Norm Macdonald is crazy. A particularly functional, inspired, and funny kind of crazy, but one that makes him capable of the sort of strange grin or bizarre utterance that might make you move a couple of seats away from him on the bus. He's a man's man. He likes booze and gambling and jokes about prison sex. In a world full of eager-to-please comedians, Macdonald remains the dark knight. He turns the mind-fuck into performance art.
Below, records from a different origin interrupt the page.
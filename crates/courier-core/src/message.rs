//! Message taxonomy for the Courier mediator.
//!
//! Every value that travels through a mediator is a [`Message`]. The three
//! marker traits refine it into the shapes the engine dispatches differently:
//!
//! - [`Command`] – an intent to change state. Exactly one Main handler,
//!   optional result (use `()` for "no result").
//! - [`Query`] – a read request. Exactly one Main handler, mandatory result.
//! - [`Event`] – a fact that happened. Zero or more Main handlers, no result.
//!
//! Identity is by runtime type: two distinct command types never share a
//! dispatch plan, even if their fields are identical.
//!
//! # Example
//!
//! ```rust,ignore
//! use courier_core::{command, event, query};
//!
//! struct Increment { n: i64 }
//! command!(Increment => i64);
//!
//! struct CurrentTotal;
//! query!(CurrentTotal => i64);
//!
//! struct TotalChanged { total: i64 }
//! event!(TotalChanged);
//! ```

use std::fmt;

/// Classification of a message, fixed by the entry point it is sent through.
#[derive(Debug, Clone, Copy, PartialEq, Eq, Hash)]
pub enum MessageKind {
    /// One handler, optional result.
    Command,
    /// One handler, mandatory result.
    Query,
    /// Zero or more handlers, no result.
    Event,
}

impl MessageKind {
    /// Returns `true` for shapes that produce a response (Command and Query).
    ///
    /// Request-shaped behaviors only wrap these kinds.
    pub fn has_response(self) -> bool {
        matches!(self, Self::Command | Self::Query)
    }

    /// Returns `true` when exactly one Main handler is required.
    pub fn requires_single_handler(self) -> bool {
        self.has_response()
    }

    /// Returns the lowercase name used in logs and errors.
    pub fn as_str(self) -> &'static str {
        match self {
            Self::Command => "command",
            Self::Query => "query",
            Self::Event => "event",
        }
    }
}

impl fmt::Display for MessageKind {
    fn fmt(&self, f: &mut fmt::Formatter<'_>) -> fmt::Result {
        f.write_str(self.as_str())
    }
}

/// Base trait for everything a mediator can dispatch.
///
/// `Response` is what the Main handler produces. Events always use `()`.
/// `KIND` fixes how the type is dispatched, so processors registered before
/// (or without) a Main handler still know whether the type needs one.
#[diagnostic::on_unimplemented(
    message = "`{Self}` is not a Courier message",
    label = "missing `Message` implementation",
    note = "use `command!`, `query!` or `event!` to declare the message shape"
)]
pub trait Message: Send + Sync + 'static {
    /// The value produced by the Main handler.
    type Response: Send + Sync + 'static;

    /// The kind this type is dispatched as.
    const KIND: MessageKind;
}

/// A message handled by exactly one handler that may produce a result.
pub trait Command: Message {}

/// A message handled by exactly one handler that always produces a result.
pub trait Query: Message {}

/// A message broadcast to zero or more handlers.
pub trait Event: Message<Response = ()> {}

/// Declares a [`Command`], optionally with its response type.
///
/// ```rust,ignore
/// command!(CreateUser => UserId);
/// command!(DeleteUser); // responds with ()
/// ```
#[macro_export]
macro_rules! command {
    ($ty:ty) => {
        $crate::command!($ty => ());
    };
    ($ty:ty => $res:ty) => {
        impl $crate::Message for $ty {
            type Response = $res;
            const KIND: $crate::MessageKind = $crate::MessageKind::Command;
        }
        impl $crate::Command for $ty {}
    };
}

/// Declares a [`Query`] and its response type.
#[macro_export]
macro_rules! query {
    ($ty:ty => $res:ty) => {
        impl $crate::Message for $ty {
            type Response = $res;
            const KIND: $crate::MessageKind = $crate::MessageKind::Query;
        }
        impl $crate::Query for $ty {}
    };
}

/// Declares an [`Event`].
#[macro_export]
macro_rules! event {
    ($ty:ty) => {
        impl $crate::Message for $ty {
            type Response = ();
            const KIND: $crate::MessageKind = $crate::MessageKind::Event;
        }
        impl $crate::Event for $ty {}
    };
}
//! Logging setup for Courier applications.
//!
//! A thin layer over `tracing-subscriber`: configuration-driven
//! initialization plus span events, which make the behavior chain of a
//! dispatch visible (`TracingBehavior` opens a `dispatch` span per call).
//!
//! ```rust,ignore
//! use courier_runtime::logging::{LoggingBuilder, SpanEvents};
//!
//! LoggingBuilder::new()
//!     .directive("courier_framework=trace")
//!     .span_events(SpanEvents::LIFECYCLE)
//!     .init();
//! ```

use std::ffi::OsStr;
use std::path::{Path, PathBuf};

use tracing::warn;
use tracing_subscriber::prelude::*;
use tracing_subscriber::util::TryInitError;
use tracing_subscriber::{EnvFilter, fmt};

use crate::config::{LogFormat, LogOutput, LoggingConfig, SpanEventConfig};

/// Which span lifecycle events are logged.
#[derive(Debug, Clone, Copy, Default, PartialEq, Eq)]
pub struct SpanEvents {
    pub new: bool,
    pub enter: bool,
    pub exit: bool,
    pub close: bool,
}

impl SpanEvents {
    /// No span events.
    pub const NONE: Self = Self {
        new: false,
        enter: false,
        exit: false,
        close: false,
    };

    /// Span creation and close. Shows each dispatch once with its duration.
    pub const LIFECYCLE: Self = Self {
        new: true,
        enter: false,
        exit: false,
        close: true,
    };

    /// Every span event.
    pub const FULL: Self = Self {
        new: true,
        enter: true,
        exit: true,
        close: true,
    };

    fn to_fmt_span(self) -> fmt::format::FmtSpan {
        let mut span = fmt::format::FmtSpan::NONE;
        if self.new {
            span |= fmt::format::FmtSpan::NEW;
        }
        if self.enter {
            span |= fmt::format::FmtSpan::ENTER;
        }
        if self.exit {
            span |= fmt::format::FmtSpan::EXIT;
        }
        if self.close {
            span |= fmt::format::FmtSpan::CLOSE;
        }
        span
    }
}

impl From<&SpanEventConfig> for SpanEvents {
    fn from(config: &SpanEventConfig) -> Self {
        Self {
            new: config.new,
            enter: config.enter,
            exit: config.exit,
            close: config.close,
        }
    }
}

/// Initializes logging from a [`LoggingConfig`].
///
/// Does nothing if a global subscriber is already installed.
pub fn init_from_config(config: &LoggingConfig) {
    let _ = LoggingBuilder::from_config(config).try_init();
}

/// A builder for the global tracing subscriber.
#[derive(Debug)]
pub struct LoggingBuilder {
    directives: Vec<String>,
    level: tracing::Level,
    span_events: SpanEvents,
    format: LogFormat,
    output: LogOutput,
    with_target: bool,
    with_thread_ids: bool,
    with_file: bool,
    with_line_number: bool,
    file_path: Option<PathBuf>,
}

impl Default for LoggingBuilder {
    fn default() -> Self {
        Self::new()
    }
}

impl LoggingBuilder {
    pub fn new() -> Self {
        Self {
            directives: Vec::new(),
            level: tracing::Level::INFO,
            span_events: SpanEvents::NONE,
            format: LogFormat::Compact,
            output: LogOutput::Stdout,
            with_target: true,
            with_thread_ids: false,
            with_file: false,
            with_line_number: false,
            file_path: None,
        }
    }

    pub fn from_config(config: &LoggingConfig) -> Self {
        let mut builder = Self::new();
        builder.level = config.level.to_tracing_level();
        builder.format = config.format;
        builder.output = config.output;
        builder.span_events = SpanEvents::from(&config.span_events);
        builder.with_thread_ids = config.thread_ids;
        builder.with_file = config.file_location;
        builder.with_line_number = config.file_location;
        builder.file_path.clone_from(&config.file_path);

        let mut filters: Vec<_> = config.filters.iter().collect();
        filters.sort_by(|a, b| a.0.cmp(b.0));
        for (module, level) in filters {
            builder.directives.push(format!("{module}={level}"));
        }

        builder
    }

    pub fn with_level(mut self, level: tracing::Level) -> Self {
        self.level = level;
        self
    }

    /// Adds a filter directive such as `courier_framework=debug`.
    pub fn directive(mut self, directive: impl Into<String>) -> Self {
        self.directives.push(directive.into());
        self
    }

    pub fn span_events(mut self, events: SpanEvents) -> Self {
        self.span_events = events;
        self
    }

    pub fn format(mut self, format: LogFormat) -> Self {
        self.format = format;
        self
    }

    pub fn output(mut self, output: LogOutput) -> Self {
        self.output = output;
        self
    }

    pub fn with_target(mut self, enabled: bool) -> Self {
        self.with_target = enabled;
        self
    }

    pub fn with_thread_ids(mut self, enabled: bool) -> Self {
        self.with_thread_ids = enabled;
        self
    }

    pub fn with_file_location(mut self, enabled: bool) -> Self {
        self.with_file = enabled;
        self.with_line_number = enabled;
        self
    }

    pub fn file_path(mut self, path: impl Into<PathBuf>) -> Self {
        self.file_path = Some(path.into());
        self
    }

    /// `RUST_LOG` replaces the base level; configured directives are added
    /// on top. Unparseable directives are skipped.
    fn build_filter(&self) -> EnvFilter {
        let base = self.level.to_string().to_lowercase();
        let mut filter =
            EnvFilter::try_from_default_env().unwrap_or_else(|_| EnvFilter::new(&base));

        for directive in &self.directives {
            match directive.parse() {
                Ok(d) => filter = filter.add_directive(d),
                Err(err) => warn!(directive = %directive, error = %err, "Ignoring log directive"),
            }
        }

        filter
    }

    /// Installs the subscriber, ignoring an already installed one.
    pub fn init(self) {
        let _ = self.try_init();
    }

    /// Installs the subscriber.
    pub fn try_init(self) -> Result<(), TryInitError> {
        let filter = self.build_filter();
        let span_events = self.span_events.to_fmt_span();

        macro_rules! configure_layer {
            ($layer:expr) => {
                $layer
                    .with_span_events(span_events.clone())
                    .with_target(self.with_target)
                    .with_thread_ids(self.with_thread_ids)
                    .with_file(self.with_file)
                    .with_line_number(self.with_line_number)
            };
        }

        macro_rules! init_with_writer {
            ($writer:expr) => {
                match self.format {
                    #[cfg(feature = "json-log")]
                    LogFormat::Json => {
                        let layer = fmt::layer()
                            .json()
                            .with_span_events(span_events.clone())
                            .with_writer($writer);
                        tracing_subscriber::registry()
                            .with(layer)
                            .with(filter)
                            .try_init()
                    }
                    LogFormat::Compact => {
                        let layer = configure_layer!(fmt::layer().compact().with_writer($writer));
                        tracing_subscriber::registry()
                            .with(layer)
                            .with(filter)
                            .try_init()
                    }
                    LogFormat::Full => {
                        let layer = configure_layer!(fmt::layer().with_writer($writer));
                        tracing_subscriber::registry()
                            .with(layer)
                            .with(filter)
                            .try_init()
                    }
                    LogFormat::Pretty => {
                        let layer = configure_layer!(fmt::layer().pretty().with_writer($writer));
                        tracing_subscriber::registry()
                            .with(layer)
                            .with(filter)
                            .try_init()
                    }
                }
            };
        }

        match (self.output, &self.file_path) {
            (LogOutput::Stdout, _) => init_with_writer!(std::io::stdout),
            (LogOutput::Stderr, _) => init_with_writer!(std::io::stderr),
            (LogOutput::File, Some(path)) => {
                let appender = tracing_appender::rolling::never(
                    path.parent().unwrap_or_else(|| Path::new(".")),
                    path.file_name().unwrap_or_else(|| OsStr::new("courier.log")),
                );
                init_with_writer!(appender)
            }
            (LogOutput::File, None) => {
                eprintln!("File log output requested without logging.file_path; using stdout");
                init_with_writer!(std::io::stdout)
            }
        }
    }
}

#[cfg(test)]
mod tests {
    use super::*;
    use crate::config::LogLevel;

    #[test]
    fn test_from_config_copies_settings() {
        let mut config = LoggingConfig {
            level: LogLevel::Debug,
            output: LogOutput::Stderr,
            thread_ids: true,
            file_location: true,
            ..Default::default()
        };
        config.span_events.close = true;
        config
            .filters
            .insert("courier_framework".into(), LogLevel::Trace);
        config.filters.insert("courier_core".into(), LogLevel::Warn);

        let builder = LoggingBuilder::from_config(&config);
        assert_eq!(builder.level, tracing::Level::DEBUG);
        assert_eq!(builder.output, LogOutput::Stderr);
        assert!(builder.with_thread_ids && builder.with_file && builder.with_line_number);
        assert_eq!(
            builder.span_events,
            SpanEvents {
                close: true,
                ..SpanEvents::NONE
            }
        );
        assert_eq!(
            builder.directives,
            ["courier_core=warn", "courier_framework=trace"]
        );
    }

    #[test]
    fn test_span_event_flags() {
        assert_eq!(SpanEvents::NONE.to_fmt_span(), fmt::format::FmtSpan::NONE);
        assert_eq!(
            SpanEvents::LIFECYCLE.to_fmt_span(),
            fmt::format::FmtSpan::NEW | fmt::format::FmtSpan::CLOSE
        );
    }
}
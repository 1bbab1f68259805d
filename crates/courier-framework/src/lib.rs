//! # Courier Framework
//!
//! The dispatch engine of the Courier mediator.
//!
//! This layer provides:
//! - Handler traits for Main handlers, pre-processors and post-processors
//! - The [`HandlerRegistry`] filled at startup
//! - Pipeline behaviors organised in global, request-shaped and per-kind tiers
//! - The [`PipelineComposer`] and [`DispatcherCache`] that build and keep one
//!   [`DispatchPlan`] per message type
//! - The [`Mediator`] entry points and their narrow capability traits
//! - Built-in tracing and timeout behaviors
//!
//! Plans are tower services: every behavior, processor stage and handler is a
//! `tower::Service<Request>` stacked through [`tower::Layer`]s.

pub mod behavior;
pub mod builtin;
pub mod cache;
pub mod composer;
pub mod handler;
pub mod mediator;
pub mod registry;
pub mod service;

pub use behavior::{BehaviorEntry, Next, PipelineBehavior, PipelineConfig, PipelineTier};
pub use builtin::{DispatchTimeout, TimeoutBehavior, TracingBehavior};
pub use cache::DispatcherCache;
pub use composer::{DispatchPlan, PipelineComposer};
pub use handler::{Handler, PostProcessor, PreProcessor};
pub use mediator::{CommandSender, EventPublisher, Mediator, QuerySender};
pub use registry::{HandlerDescriptor, HandlerRegistry, HandlerRole, Registration};
pub use service::{
    BehaviorLayer, BehaviorService, BroadcastService, MainHandlerService, PipelineService,
    PostProcessLayer, PostProcessService, PreProcessLayer, PreProcessService,
};

pub use async_trait::async_trait;
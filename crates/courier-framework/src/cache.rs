//! Per-type cache of dispatch plans.
//!
//! Keys are `(TypeId, MessageKind)`. Reads on a known key take a shard read
//! lock and clone an `Arc`. On a miss the plan is built inside
//! `entry().or_try_insert_with`, which holds the shard write lock, so
//! concurrent first uses of a type build exactly one plan and every caller
//! observes the same instance. A failed build leaves no entry behind.
//!
//! Entries are never evicted.

use std::any::TypeId;
use std::fmt;
use std::sync::Arc;
use std::sync::atomic::{AtomicUsize, Ordering};

use dashmap::DashMap;
use tracing::trace;

use courier_core::{MediatorResult, MessageKind};

use crate::composer::DispatchPlan;

/// Concurrency-safe map from message type to its compiled plan.
#[derive(Default)]
pub struct DispatcherCache {
    plans: DashMap<(TypeId, MessageKind), Arc<DispatchPlan>>,
    built: AtomicUsize,
}

impl DispatcherCache {
    /// Creates an empty cache.
    pub fn new() -> Self {
        Self::default()
    }

    /// Returns the cached plan, building it with `build` on first use.
    pub fn get_or_build<F>(
        &self,
        message_type: TypeId,
        kind: MessageKind,
        build: F,
    ) -> MediatorResult<Arc<DispatchPlan>>
    where
        F: FnOnce() -> MediatorResult<DispatchPlan>,
    {
        let key = (message_type, kind);
        if let Some(plan) = self.plans.get(&key) {
            return Ok(Arc::clone(plan.value()));
        }

        let plan = self.plans.entry(key).or_try_insert_with(|| {
            let plan = build()?;
            self.built.fetch_add(1, Ordering::Relaxed);
            trace!(message_type = plan.message_name(), kind = %kind, "Cached dispatch plan");
            Ok(Arc::new(plan))
        })?;
        Ok(Arc::clone(plan.value()))
    }

    /// Returns the cached plan without building it.
    pub fn get(&self, message_type: TypeId, kind: MessageKind) -> Option<Arc<DispatchPlan>> {
        self.plans
            .get(&(message_type, kind))
            .map(|plan| Arc::clone(plan.value()))
    }

    /// Number of cached plans.
    pub fn len(&self) -> usize {
        self.plans.len()
    }

    /// Returns `true` if no plan has been built yet.
    pub fn is_empty(&self) -> bool {
        self.plans.is_empty()
    }

    /// Total number of plans built since creation.
    pub fn plans_built(&self) -> usize {
        self.built.load(Ordering::Relaxed)
    }
}

impl fmt::Debug for DispatcherCache {
    fn fmt(&self, f: &mut fmt::Formatter<'_>) -> fmt::Result {
        f.debug_struct("DispatcherCache")
            .field("plans", &self.plans.len())
            .field("built", &self.plans_built())
            .finish()
    }
}

#[cfg(test)]
mod tests {
    use super::*;
    use crate::behavior::PipelineConfig;
    use crate::composer::PipelineComposer;
    use crate::registry::HandlerRegistry;
    use courier_core::MediatorError;

    struct Tick;

    fn build(kind: MessageKind) -> MediatorResult<DispatchPlan> {
        PipelineComposer::new(&HandlerRegistry::new(), &PipelineConfig::new()).compose(
            TypeId::of::<Tick>(),
            "Tick",
            kind,
        )
    }

    #[test]
    fn test_plan_is_built_once() {
        let cache = DispatcherCache::new();
        let first = cache
            .get_or_build(TypeId::of::<Tick>(), MessageKind::Event, || build(MessageKind::Event))
            .unwrap();
        let second = cache
            .get_or_build(TypeId::of::<Tick>(), MessageKind::Event, || {
                panic!("plan must come from the cache")
            })
            .unwrap();
        assert!(Arc::ptr_eq(&first, &second));
        assert_eq!(cache.plans_built(), 1);
        assert_eq!(cache.len(), 1);
    }

    #[test]
    fn test_failed_build_is_not_cached() {
        let cache = DispatcherCache::new();
        for _ in 0..2 {
            let err = cache
                .get_or_build(TypeId::of::<Tick>(), MessageKind::Command, || {
                    build(MessageKind::Command)
                })
                .unwrap_err();
            assert!(matches!(err, MediatorError::HandlerNotFound { .. }));
        }
        assert!(cache.is_empty());
        assert_eq!(cache.plans_built(), 0);
        assert!(cache.get(TypeId::of::<Tick>(), MessageKind::Command).is_none());
    }
}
As an actor and a comic, Macdonald is best known as Saturday Night Live's sardonic anchorman. There he was allowed to offend and, more often, unsettle a nation, while all the time wearing a tie. It was a job that showcased Macdonald's schizophrenic genius - his warped worldview and his childish pleasure in the absurd. He has always been well in touch with his inner brat. "You know those kids who seem much older than their years?" the thirty-six-year-old Quebec-born comedian once asked me. "I was the opposite of that. When I was three, people would always go, 'You seem like you're one, or zero.'" Still, whether he was giving us dada Weekend Updates or inhabiting Burt Reynolds, Macdonald brought a sense of barely contained anarchy and danger to the Saturday Night proceedings.

Then, in January 1998, Macdonald was ousted from his anchor chair at the urging of NBC's West Coast president, Don Ohlmeyer. Depending on whom you asked, it was either one too many cutting jokes about the executive's pal O.J. Simpson or the fact that Ohlmeyer just didn't find Macdonald all that funny. Whatever the truth, Ohlmeyer later made news by forbidding NBC to air ads for 1998's Dirty Work -- Macdonald's first big feature film. Eventually, NBC relented, but the film still fizzled at the box office. And somehow, due to the perverse alchemy that is show business, that's when Macdonald's career really seemed to take off.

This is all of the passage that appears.